Many Americans have social and cultural hurdles that prevent them from getting timely cancer diagnoses and effective treatments. For example, lack of transportation can prevent women from being regularly screened for breast cancer, increasing the risk
of a late cancer diagnosis that can be difficult to treat. “Such social factors, also called social determinants of health, are well-known but have been difficult to analyze and interpret despite the use of powerful machine learning methods”
says Dr. Bhavnani, professor of biomedical informatics at UTMB, who co-leads the $1 million award from the National Institutes of Health with Dr. Hunter, clinical associate professor of pharmacy practice from Texas Southern University.
So what’s the problem? According to Dr. Bhavnani, there are three problems in analyzing social determinants of health. First, patients are similar and different in complex ways based on their social determinants of health. For example,
some patients lack transportation, health insurance, and steady employment, whereas others partially overlap with this group by also lacking steady employment, but additionally having language and communication problems with their providers. We need
methods that can not only identify such complex overlapping patterns to help design targeted solutions, but also measure their statistical significance and replicability, which are critical in the biomedical sciences.

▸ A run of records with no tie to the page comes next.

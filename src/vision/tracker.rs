use serde::{Deserialize, Serialize};

use super::{BBox, Detection, Frame, Track, TrackId, Tracker};

const ENABLE_LOGS: bool = true;

use crate::log_debug;

#[derive(Debug, Clone, Copy, PartialEq, Serialize, Deserialize)]
#[serde(default)]
pub struct TrackerSettings {
    /// Frames a confirmed track may go unmatched before it is dropped.
    pub max_age: u32,
    /// Consecutive matches needed before a track is confirmed.
    pub n_init: u32,
    /// Minimum overlap for a detection to continue a track.
    pub iou_threshold: f32,
}

impl Default for TrackerSettings {
    fn default() -> Self {
        Self {
            max_age: 30,
            n_init: 3,
            iou_threshold: 0.3,
        }
    }
}

#[derive(Debug, Clone, Copy, PartialEq, Eq)]
enum TrackPhase {
    Tentative,
    Confirmed,
}

#[derive(Debug, Clone)]
struct LiveTrack {
    id: TrackId,
    bbox: BBox,
    phase: TrackPhase,
    hits: u32,
    frames_since_update: u32,
}

/// Greedy IoU association with DeepSort lifecycle rules.
///
/// Tentative tracks are dropped on their first miss. Confirmed tracks survive
/// up to `max_age` misses and keep being reported at their last box while
/// they coast. Identities start at 1 and are never reused within a tracker.
pub struct IouTracker {
    settings: TrackerSettings,
    tracks: Vec<LiveTrack>,
    next_id: u64,
}

impl IouTracker {
    pub fn new(settings: TrackerSettings) -> Self {
        Self {
            settings,
            tracks: Vec::new(),
            next_id: 1,
        }
    }

    fn associate(&self, detections: &[Detection]) -> Vec<(usize, usize)> {
        let mut candidates = Vec::new();
        for (t_idx, track) in self.tracks.iter().enumerate() {
            for (d_idx, det) in detections.iter().enumerate() {
                let iou = track.bbox.iou(&det.bbox);
                if iou >= self.settings.iou_threshold {
                    candidates.push((iou, t_idx, d_idx));
                }
            }
        }
        candidates.sort_by(|a, b| b.0.total_cmp(&a.0));

        let mut track_taken = vec![false; self.tracks.len()];
        let mut det_taken = vec![false; detections.len()];
        let mut matches = Vec::new();
        for (_, t_idx, d_idx) in candidates {
            if track_taken[t_idx] || det_taken[d_idx] {
                continue;
            }
            track_taken[t_idx] = true;
            det_taken[d_idx] = true;
            matches.push((t_idx, d_idx));
        }
        matches
    }
}

impl Tracker for IouTracker {
    fn update(&mut self, detections: &[Detection], frame: &Frame) -> Vec<Track> {
        let matches = self.associate(detections);

        let mut matched_tracks = vec![false; self.tracks.len()];
        let mut matched_dets = vec![false; detections.len()];
        for &(t_idx, d_idx) in &matches {
            matched_tracks[t_idx] = true;
            matched_dets[d_idx] = true;

            let track = &mut self.tracks[t_idx];
            track.bbox = detections[d_idx].bbox;
            track.hits += 1;
            track.frames_since_update = 0;
            if track.phase == TrackPhase::Tentative && track.hits >= self.settings.n_init {
                track.phase = TrackPhase::Confirmed;
                log_debug!("track {} confirmed at frame {}", track.id, frame.index);
            }
        }

        for (t_idx, track) in self.tracks.iter_mut().enumerate() {
            if !matched_tracks[t_idx] {
                track.frames_since_update += 1;
            }
        }

        let max_age = self.settings.max_age;
        self.tracks.retain(|track| match track.phase {
            TrackPhase::Tentative => track.frames_since_update == 0,
            TrackPhase::Confirmed => track.frames_since_update <= max_age,
        });

        for (d_idx, det) in detections.iter().enumerate() {
            if matched_dets[d_idx] {
                continue;
            }
            let id = TrackId(self.next_id);
            self.next_id += 1;
            let phase = if self.settings.n_init <= 1 {
                TrackPhase::Confirmed
            } else {
                TrackPhase::Tentative
            };
            self.tracks.push(LiveTrack {
                id,
                bbox: det.bbox,
                phase,
                hits: 1,
                frames_since_update: 0,
            });
        }

        self.tracks
            .iter()
            .map(|track| Track {
                id: track.id,
                bbox: track.bbox,
                confirmed: track.phase == TrackPhase::Confirmed,
            })
            .collect()
    }
}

A second methodological problem is that many AI and machine learning methods use complex mathematical formulas that transform the data in ways that are difficult to interpret by clinicians -- the so called “black box” AI problem. This problem
prevents researchers from inspecting whether the data and algorithms are biased against some groups. For example, if the data only includes individuals with health records, the results are biased because they exclude individuals who have never seen
a doctor due to low income. A third problem is that Black and Hispanic researchers are currently underrepresented in AI and machine learning research, which further increases the risk of biased data, analyses, and their interpretations.
The NIH award to Drs. Bhavnani and Hunter will directly address these three methodological hurdles by using an approach called Human-Centered AI. This approach will use graphical networks to automatically identify complex patterns in very large
datasets, while also visualizing the results at each step so ethicists, biostatisticians, and clinicians can inspect the data and interpret the results. The research will use data from the All of Us program which aims to contain data from
one million Americans with a focus on underrepresented populations. In addition, the collaboration with Dr. Hunter from Texas Southern University, a historically black college or university (HBCU), will leverage his rich experience in treating cancer
patients from disadvantaged communities to inspect the analysis and interpret the results.
Rodney Hunter, PharmD, BCOP, MPI and Clinical Associate Professor of Pharmacy Practice, TSU
"This partnership between TSU and UTMB on this NIH grant will begin a new era of leveraging AI and social determinants of health to help predict and address factors that have negatively impacted morbidity and mortality associated with cancers in minority patients, resulting in poorer outcomes compared to their majority counterparts.”
Kristen Peek, PhD, Dean of the School of Public and Population Health, UTMB
“We are very excited about this NIH award as it targets health inequity, while engaging researchers from multiple departments including biostatistics and data science, bioethics and humanities, and population health and health disparities.”
Randy Urban, MD, Chief Research Officer, and Director of the Institute for Translational Sciences, UTMB
“This NIH grant to Drs. Bhavnani and Hunter are part of an important regional alliance between UTMB and TSU, providing critical insights of how to incorporate social determinants of health into the care of patients with cancer.”
Sandra Hatch, MD, Chair of Radiation Oncology, UTMB
“Dr. Bhavnani’s human-centered AI approach will go a long way in reducing the hurdles faced by cancer patients in getting timely and effective cancer care.”
The NIH grant is from the Artificial Intelligence/Machine Learning Consortium to Advance Health Equity and Researcher Diversity (AIM-AHEAD).